GPF-LiveNews: A Streaming Evaluation Protocol for Group-Conditioned Framing in Large Language Models
Mohd Ariful Haque, Fahad Rahman, Kishor Datta Gupta, Roy George
Why It Matters
What makes this one worth your time
Understanding how language models frame information for different audiences is crucial for ensuring fairness and mitigating bias in AI systems.
GPF-LIVENEWS provides a dynamic protocol for evaluating bias in language models using live news streams.
Summary
The paper introduces GPF-LIVENEWS, a streaming evaluation protocol designed to audit group-conditioned framing in large language models by using fresh news content and evaluating model responses across identity labels and prompt families.
Key contributions
- Introduction of a streaming evaluation protocol for group-conditioned framing.
- Development of a benchmark using fresh news content and identity labels.
- Provision of a comprehensive artifact including metadata, templates, and scripts for reproducibility.
Notable insights
- The use of live news streams allows for real-time evaluation of language model biases.
- Semantic-sensitivity and sentiment-disparity signals are used as metrics for auditing model outputs.
Possible limitations
- Not stated in the abstract
Abstract
arXiv:2605.28848v1 Announce Type: cross Abstract: Deployed language models are evaluated in a non-stationary environment: model versions, retrieval layers, safety systems, and real-world inputs all change over time. Static bias benchmarks remain useful, but they do not show how models frame newly emerging events for different prompted audiences. We introduce GPF-LIVENEWS, a streaming evaluation protocol and benchmark snapshot for auditing group-conditioned framing in open-ended LLM outputs.
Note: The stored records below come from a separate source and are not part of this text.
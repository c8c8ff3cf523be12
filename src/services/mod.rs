pub mod attempt_service;
pub mod auth_service;
pub mod grading_service;
pub mod notification_service;
pub mod question_service;
pub mod test_service;
use serde::{Deserialize, Serialize};
use sqlx::FromRow;
use uuid::Uuid;

#[derive(Debug, Clone, Serialize, Deserialize, FromRow)]
pub struct Question {
    pub id: Uuid,
    pub test_id: Uuid,
    pub text: String,
}

/// Question row annotated with how many answers it carries.
#[derive(Debug, Clone, Serialize, Deserialize, FromRow)]
pub struct QuestionWithCount {
    pub id: Uuid,
    pub test_id: Uuid,
    pub text: String,
    pub answers_count: i64,
}
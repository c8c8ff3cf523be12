use axum::extract::DefaultBodyLimit;
use exam_board::{
    config::{get_config, init_config, LogFormat},
    database::pool::{create_pool, run_migrations},
    routes, AppState,
};
use std::net::SocketAddr;
use tokio::net::TcpListener;
use tower_http::{cors::CorsLayer, trace::TraceLayer};
use tracing::info;
use tracing_subscriber::EnvFilter;

fn init_tracing(format: LogFormat) {
    let filter = EnvFilter::try_from_default_env().unwrap_or_else(|_| EnvFilter::new("info"));
    let builder = tracing_subscriber::fmt().with_env_filter(filter);
    match format {
        LogFormat::Json => builder.json().init(),
        LogFormat::Plain => builder.init(),
    }
}

#[tokio::main]
async fn main() -> anyhow::Result<()> {
    init_config()?;
    let config = get_config();
    init_tracing(config.log_format);

    let pool = create_pool().await?;
    run_migrations(&pool).await?;
    info!("Database migrations applied");

    let app_state = AppState::new(pool)?;
    if config.mail_relay_url.is_none() {
        info!("MAIL_RELAY_URL not set, result emails will be logged only");
    }

    let app = routes::router(app_state)
        .layer(CorsLayer::permissive())
        .layer(TraceLayer::new_for_http())
        .layer(DefaultBodyLimit::max(1024 * 1024));

    let addr: SocketAddr = config.server_address.parse()?;
    info!("Server listening on {}", addr);
    let listener = TcpListener::bind(addr).await?;
    axum::serve(listener, app).await?;

    Ok(())
}
use chrono::{DateTime, Utc};
use rust_decimal::Decimal;
use serde::{Deserialize, Serialize};
use sqlx::FromRow;
use uuid::Uuid;

use crate::models::test::PassPercentage;
use crate::services::grading_service::TestResult;

/// A test the student can still take.
#[derive(Debug, Clone, Serialize, Deserialize, FromRow)]
pub struct AvailableTest {
    pub id: Uuid,
    pub name: String,
    #[sqlx(try_from = "i32")]
    pub pass_percentage: PassPercentage,
    pub questions_count: i64,
}

#[derive(Debug, Clone, Serialize, Deserialize, FromRow)]
pub struct TakenTestEntry {
    pub id: Uuid,
    pub test_id: Uuid,
    pub test_name: String,
    pub score: Decimal,
    pub date: DateTime<Utc>,
}

#[derive(Debug, Clone, Serialize, Deserialize)]
pub struct TestHeader {
    pub id: Uuid,
    pub name: String,
    pub pass_percentage: PassPercentage,
}

#[derive(Debug, Clone, Serialize, Deserialize)]
pub struct QuestionView {
    pub id: Uuid,
    pub text: String,
}

/// Answer choice shown to a student; correctness is withheld.
#[derive(Debug, Clone, Serialize, Deserialize, FromRow)]
pub struct AnswerChoice {
    pub id: Uuid,
    pub text: String,
}

#[derive(Debug, Clone, Serialize, Deserialize)]
pub struct TakeTestView {
    pub test: TestHeader,
    pub question: QuestionView,
    pub answers: Vec<AnswerChoice>,
    pub progress: i64,
}

#[derive(Debug, Clone, Serialize, Deserialize)]
pub struct SubmitAnswerPayload {
    pub answer_id: Uuid,
}

#[derive(Debug, Clone, Serialize, Deserialize)]
pub struct CompletedTest {
    pub test_id: Uuid,
    pub test_name: String,
    pub score: Decimal,
    pub result: TestResult,
    pub message: String,
}

#[derive(Debug, Clone, Serialize, Deserialize)]
#[serde(tag = "status", rename_all = "snake_case")]
pub enum SubmitAnswerResponse {
    Next(TakeTestView),
    Completed(CompletedTest),
}
use axum::{
    extract::Request,
    middleware::Next,
    response::{IntoResponse, Response},
};
use serde::{Deserialize, Serialize};
use uuid::Uuid;

use crate::error::{Error, Result};
use crate::models::user::Role;

#[derive(Debug, Clone, Serialize, Deserialize)]
pub struct Claims {
    pub sub: String,
    pub exp: usize,
    pub role: Role,
}

impl Claims {
    pub fn user_id(&self) -> Result<Uuid> {
        Uuid::parse_str(&self.sub).map_err(|_| Error::Unauthorized("invalid_subject".into()))
    }
}

fn unauthorized(code: &str) -> Response {
    Error::Unauthorized(code.to_string()).into_response()
}

fn bearer_claims(req: &Request) -> std::result::Result<Claims, Response> {
    let Some(auth_header) = req.headers().get(axum::http::header::AUTHORIZATION) else {
        return Err(unauthorized("missing_authorization"));
    };
    let Ok(auth_str) = auth_header.to_str() else {
        return Err(unauthorized("bad_authorization"));
    };
    let Some(token) = auth_str.strip_prefix("Bearer ") else {
        return Err(unauthorized("unsupported_scheme"));
    };

    let config = crate::config::get_config();
    crate::utils::token::decode_token(token, &config.jwt_secret)
        .map_err(|_| unauthorized("invalid_token"))
}

/// Admits any authenticated user; an empty `allowed` list means no role check.
pub async fn require_roles(mut req: Request, next: Next, allowed: &[Role]) -> Response {
    let claims = match bearer_claims(&req) {
        Ok(claims) => claims,
        Err(resp) => return resp,
    };
    if !allowed.is_empty() && !allowed.contains(&claims.role) {
        tracing::debug!(sub = %claims.sub, role = ?claims.role, "role not allowed");
        return Error::Forbidden("forbidden".into()).into_response();
    }
    req.extensions_mut().insert(claims);
    next.run(req).await
}

pub async fn require_bearer_auth(req: Request, next: Next) -> Response {
    require_roles(req, next, &[]).await
}

pub async fn require_teacher(req: Request, next: Next) -> Response {
    require_roles(req, next, &[Role::Teacher]).await
}

pub async fn require_student(req: Request, next: Next) -> Response {
    require_roles(req, next, &[Role::Student]).await
}

#[cfg(test)]
mod tests {
    use super::*;

    #[test]
    fn subject_must_be_a_user_id() {
        let id = Uuid::new_v4();
        let claims = Claims {
            sub: id.to_string(),
            exp: 0,
            role: Role::Student,
        };
        assert_eq!(claims.user_id().unwrap(), id);

        let claims = Claims {
            sub: "42".into(),
            exp: 0,
            role: Role::Teacher,
        };
        assert!(matches!(claims.user_id(), Err(Error::Unauthorized(_))));
    }
}
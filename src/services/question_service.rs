use std::collections::HashSet;

use sqlx::PgPool;
use uuid::Uuid;

use crate::dto::teacher_dto::{AnswerForm, QuestionChangePayload, QuestionDetail, QuestionPayload};
use crate::error::{Error, Result};
use crate::models::answer::Answer;
use crate::models::question::Question;
use crate::services::test_service::load_owned_test;
use crate::utils::validation::{validate_answer_set, AnswerDraft};

const INVALID_CHOICE: &str =
    "Select a valid choice. That choice is not one of the available choices.";

#[derive(Clone)]
pub struct QuestionService {
    pool: PgPool,
}

/// Writes needed to bring a question's answers in line with a submitted formset.
#[derive(Debug, Default, PartialEq)]
pub struct AnswerPlan {
    pub delete: Vec<Uuid>,
    pub update: Vec<(Uuid, AnswerDraft)>,
    pub create: Vec<AnswerDraft>,
    /// The answer set the question ends up with.
    pub resulting: Vec<AnswerDraft>,
}

/// Forms with an `id` edit or delete that existing answer; forms without one
/// add an answer (unless flagged for deletion). Existing answers the formset
/// does not mention are kept.
pub fn plan_answer_changes(existing: &[Answer], forms: &[AnswerForm]) -> Result<AnswerPlan> {
    let mut plan = AnswerPlan::default();
    let mut seen = HashSet::new();

    for form in forms {
        let draft = AnswerDraft {
            text: form.text.trim().to_string(),
            is_correct: form.is_correct,
        };
        match form.id {
            Some(id) => {
                if !existing.iter().any(|a| a.id == id) || !seen.insert(id) {
                    return Err(Error::BadRequest(INVALID_CHOICE.into()));
                }
                if form.delete {
                    plan.delete.push(id);
                } else {
                    plan.resulting.push(draft.clone());
                    plan.update.push((id, draft));
                }
            }
            None if form.delete => {}
            None => {
                plan.resulting.push(draft.clone());
                plan.create.push(draft);
            }
        }
    }

    for answer in existing.iter().filter(|a| !seen.contains(&a.id)) {
        plan.resulting.push(AnswerDraft {
            text: answer.text.clone(),
            is_correct: answer.is_correct,
        });
    }

    validate_answer_set(&plan.resulting).map_err(|e| Error::BadRequest(e.to_string()))?;
    Ok(plan)
}

impl QuestionService {
    pub fn new(pool: PgPool) -> Self {
        Self { pool }
    }

    pub async fn add_question(
        &self,
        test_id: Uuid,
        owner_id: Uuid,
        payload: QuestionPayload,
    ) -> Result<Question> {
        let test = load_owned_test(&self.pool, test_id, owner_id).await?;
        let question = sqlx::query_as::<_, Question>(
            r#"INSERT INTO questions (test_id, text) VALUES ($1, $2) RETURNING *"#,
        )
        .bind(test.id)
        .bind(payload.text.trim())
        .fetch_one(&self.pool)
        .await?;

        tracing::info!(question_id = %question.id, test_id = %test_id, "question added");
        Ok(question)
    }

    pub async fn get_question(
        &self,
        test_id: Uuid,
        question_id: Uuid,
        owner_id: Uuid,
    ) -> Result<QuestionDetail> {
        let test = load_owned_test(&self.pool, test_id, owner_id).await?;
        let question = sqlx::query_as::<_, Question>(
            r#"SELECT * FROM questions WHERE id = $1 AND test_id = $2"#,
        )
        .bind(question_id)
        .bind(test.id)
        .fetch_optional(&self.pool)
        .await?
        .ok_or_else(|| Error::NotFound("Question not found".into()))?;
        let answers = sqlx::query_as::<_, Answer>(
            r#"SELECT * FROM answers WHERE question_id = $1 ORDER BY text, id"#,
        )
        .bind(question.id)
        .fetch_all(&self.pool)
        .await?;
        Ok(QuestionDetail {
            test,
            question,
            answers,
        })
    }

    /// Saves the question text and its answer formset atomically.
    pub async fn change_question(
        &self,
        test_id: Uuid,
        question_id: Uuid,
        owner_id: Uuid,
        payload: QuestionChangePayload,
    ) -> Result<QuestionDetail> {
        let mut tx = self.pool.begin().await?;

        let test = load_owned_test(&mut *tx, test_id, owner_id).await?;
        let question = sqlx::query_as::<_, Question>(
            r#"SELECT * FROM questions WHERE id = $1 AND test_id = $2 FOR UPDATE"#,
        )
        .bind(question_id)
        .bind(test.id)
        .fetch_optional(&mut *tx)
        .await?
        .ok_or_else(|| Error::NotFound("Question not found".into()))?;

        let existing = sqlx::query_as::<_, Answer>(r#"SELECT * FROM answers WHERE question_id = $1"#)
            .bind(question.id)
            .fetch_all(&mut *tx)
            .await?;

        let plan = plan_answer_changes(&existing, &payload.answers)?;

        sqlx::query(r#"UPDATE questions SET text = $1 WHERE id = $2"#)
            .bind(payload.text.trim())
            .bind(question.id)
            .execute(&mut *tx)
            .await?;

        for id in &plan.delete {
            sqlx::query(r#"DELETE FROM answers WHERE id = $1 AND question_id = $2"#)
                .bind(id)
                .bind(question.id)
                .execute(&mut *tx)
                .await?;
        }
        for (id, draft) in &plan.update {
            sqlx::query(
                r#"UPDATE answers SET text = $1, is_correct = $2 WHERE id = $3 AND question_id = $4"#,
            )
            .bind(&draft.text)
            .bind(draft.is_correct)
            .bind(id)
            .bind(question.id)
            .execute(&mut *tx)
            .await?;
        }
        for draft in &plan.create {
            sqlx::query(r#"INSERT INTO answers (question_id, text, is_correct) VALUES ($1, $2, $3)"#)
                .bind(question.id)
                .bind(&draft.text)
                .bind(draft.is_correct)
                .execute(&mut *tx)
                .await?;
        }

        tx.commit().await?;
        tracing::info!(
            question_id = %question.id,
            deleted = plan.delete.len(),
            updated = plan.update.len(),
            created = plan.create.len(),
            "question and answers saved"
        );

        self.get_question(test_id, question_id, owner_id).await
    }

    pub async fn delete_question(
        &self,
        test_id: Uuid,
        question_id: Uuid,
        owner_id: Uuid,
    ) -> Result<Question> {
        let test = load_owned_test(&self.pool, test_id, owner_id).await?;
        let question = sqlx::query_as::<_, Question>(
            r#"DELETE FROM questions WHERE id = $1 AND test_id = $2 RETURNING *"#,
        )
        .bind(question_id)
        .bind(test.id)
        .fetch_optional(&self.pool)
        .await?
        .ok_or_else(|| Error::NotFound("Question not found".into()))?;

        tracing::info!(question_id = %question.id, test_id = %test_id, "question deleted");
        Ok(question)
    }
}

#[cfg(test)]
mod tests {
    use super::*;

    fn answer(text: &str, is_correct: bool) -> Answer {
        Answer {
            id: Uuid::new_v4(),
            question_id: Uuid::nil(),
            text: text.into(),
            is_correct,
        }
    }

    fn form(id: Option<Uuid>, text: &str, is_correct: bool, delete: bool) -> AnswerForm {
        AnswerForm {
            id,
            text: text.into(),
            is_correct,
            delete,
        }
    }

    #[test]
    fn new_question_gets_created_answers() {
        let plan = plan_answer_changes(
            &[],
            &[form(None, "4", true, false), form(None, "5", false, false)],
        )
        .unwrap();
        assert_eq!(plan.create.len(), 2);
        assert!(plan.update.is_empty());
        assert!(plan.delete.is_empty());
    }

    #[test]
    fn no_correct_answer_rejects_whole_formset() {
        let err = plan_answer_changes(
            &[],
            &[form(None, "3", false, false), form(None, "5", false, false)],
        )
        .unwrap_err();
        assert!(matches!(err, Error::BadRequest(msg) if msg == "Mark at least one answer as correct."));
    }

    #[test]
    fn unmentioned_answers_count_toward_result() {
        let existing = vec![answer("4", true), answer("5", false), answer("6", false)];
        let err = plan_answer_changes(
            &existing,
            &[form(None, "7", false, false), form(None, "8", false, false)],
        )
        .unwrap_err();
        assert!(matches!(err, Error::BadRequest(msg) if msg == "Please submit at most 4 answers."));
    }

    #[test]
    fn deleting_the_only_correct_answer_is_rejected() {
        let existing = vec![answer("4", true), answer("5", false), answer("6", false)];
        let err = plan_answer_changes(&existing, &[form(Some(existing[0].id), "4", true, true)])
            .unwrap_err();
        assert!(matches!(err, Error::BadRequest(_)));
    }

    #[test]
    fn update_and_delete_existing_answers() {
        let existing = vec![answer("4", false), answer("5", true), answer("6", false)];
        let plan = plan_answer_changes(
            &existing,
            &[
                form(Some(existing[0].id), "four", true, false),
                form(Some(existing[1].id), "5", true, true),
            ],
        )
        .unwrap();
        assert_eq!(plan.delete, vec![existing[1].id]);
        assert_eq!(plan.update.len(), 1);
        assert_eq!(plan.update[0].1.text, "four");
        assert_eq!(plan.resulting.len(), 2);
    }

    #[test]
    fn foreign_or_repeated_ids_are_invalid_choices() {
        let existing = vec![answer("4", true), answer("5", false)];
        let foreign = plan_answer_changes(&existing, &[form(Some(Uuid::new_v4()), "x", true, false)]);
        assert!(matches!(foreign, Err(Error::BadRequest(msg)) if msg == INVALID_CHOICE));

        let id = existing[0].id;
        let repeated = plan_answer_changes(
            &existing,
            &[form(Some(id), "4", true, false), form(Some(id), "4", true, false)],
        );
        assert!(repeated.is_err());
    }

    #[test]
    fn deleted_extra_forms_are_ignored() {
        let plan = plan_answer_changes(
            &[],
            &[
                form(None, "4", true, false),
                form(None, "5", false, false),
                form(None, "junk", false, true),
            ],
        )
        .unwrap();
        assert_eq!(plan.create.len(), 2);
    }
}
The protocol expands fresh BBC/Reuters news anchors across 42 identity labels and seven prompt families, then evaluates response bundles using semantic-sensitivity and sentiment-disparity signals. In a pilot over 12 monitoring runs and 23 hosted models, Policy/Action prompts produce the strongest semantic movement, while sentiment variation is flatter across dimensions and prompt families. The released artifact includes article metadata, prompt templates, instantiated prompts, model-output metadata, score tables, documentation, and reproduction scripts. We interpret all scores as observed-window audit signals for human review, not as permanent fairness rankings or direct proof of harmful bias.